High Carib airfares affecting
youth travel
'Our young people need to understand the value
of being employed in the sector - they should feel proud to know
that they are making a contribution to the development of their
country.'
BARBADOS:
Javon Griffiths, a former Barbados junior minister of tourism has
said high airfares are grounding the development of the youth travel
market.
Intra-island travel, he said, is prohibitive and the cost of travel
is spiralling out of control and gone are the days when a round-trip
between Barbados-Trinidad costs US$140.
Griffiths, who held the junior ministerial position in the period
2004-2005 said "The continuing increase in the cost of travel
is limiting the ability of the Caribbean to develop a youth travel
market." He believes youth in the Caribbean need to be educated
from an early age about the importance of tourism to an island's
economy.
region without tourism
"They need to understand that without the contribution of
tourism to the Caribbean, the region would be rendered economically
non-viable. Furthermore, they need to understand that this is why
it is argued so often that the Caribbean is the most tourism dependent
region in the world," said the 20-year-old Griffiths who completed
his Bachelor of Science degree in Hospitality & Tourism Management
from the University of the West Indies this month.
Griffiths, who works as a part-time server at the Fish Pot Restaurant
in Barbados, said affordable travel options help to shape the youth's
world view and address their need to understand "the scope
of tourism's impacts, the level of job creation and the valuable
foreign exchange to be earned from the sector.
"Our young people need to understand the value of being employed
in the sector - they should feel proud to know that they are making
a contribution to the development of their country," he said.
youth delegates
A member of the Barbados Environmental Youth Programme, Griffiths
will attend next week's Caribbean Media Exchange on Sustainable
Tourism (CMEx) in San Juan, Puerto Rico (May 15-19, 2008) along
with a number of youth delegates from across the Caribbean and North
America.
"CMEx will help us understand tourism's various impacts on
the socio-cultural, environmental and economic spheres of the areas
where it is developed. It will match the principles of sustainable
tourism to the every day practices and act as a mouthpiece as well
as an engine towards making tourism more sustainable in the Caribbean,"
he said.
At CMEx in San Juan, reporters, editors, young people, and marketing
and development specialists will interact over four days with representatives
of the hospitality sector, civil society and government to explore
the theme "Embracing the Diaspora, Connecting Communities."

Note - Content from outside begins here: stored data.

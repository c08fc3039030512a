//! Vibely is the real-time client layer of a social feed.
//!
//! # Features
//!
//! - One push channel per session, bound to the authenticated identity
//! - Deduplicated notification stream
//! - Independent, scoped feed views kept consistent with
//!     - pull snapshots
//!     - pushed create / update / delete events
//!     - authoritative results of local actions
//! - Pluggable transport and backend adapters

#![deny(clippy::unwrap_used, clippy::expect_used, clippy::panic)]
#![forbid(unsafe_code)]

// Re-export shared types and adapter traits from vibely-types
pub use vibely_types::api_adapter;
pub use vibely_types::error;
pub use vibely_types::event;
pub use vibely_types::model;
pub use vibely_types::topic;
pub use vibely_types::transport_adapter;
pub use vibely_types::types;
pub use vibely_types::utils;

// Core re-exports
pub use vibely_core::channel;
pub use vibely_core::config;
pub use vibely_core::feed;
pub use vibely_core::notification;
pub use vibely_core::session;

// Local modules
pub mod client;
pub mod prelude;

pub use crate::client::{Client, ClientBuilder};
pub use vibely_core::{
	ChannelHandle, ChannelState, ClientConfig, NotificationAggregator, ProfileController, ViewController,
	ViewScope, ViewState,
};

// vim: ts=4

Examining how tourism can improve the health, wealth, environment
and culture of destinations is key.
hosts
The upcoming CMEx meeting, produced by Counterpart International
and hosted by the Puerto Rico Tourism Company, is supported by Almond
Resorts, American Eagle/Executive Airlines, Association of Caribbean
Media Workers, The Barbara Pyle Foundation, Bahamas Ministry of
Tourism, Bay Gardens Resorts, Bermuda Department of Tourism, Black
Entertainment Television (BET J), Caribbean Broadcasting Union,
Caribbean Tourism Development Company (CTDC), Caribbean World News
Network, Choice Hotels International, Coco Resorts, Counterpart
Caribbean, Harry Edwards Jewellers, Jamaica Tourist Board, La Concha
- A Renaissance Resort, Mayberry Investments Ltd, Ruder Finn, SpeakEasy
MEDIA, Spirit Airlines, Tourism Development Company Limited of Trinidad
and Tobago, and the St Lucia Tourist Board.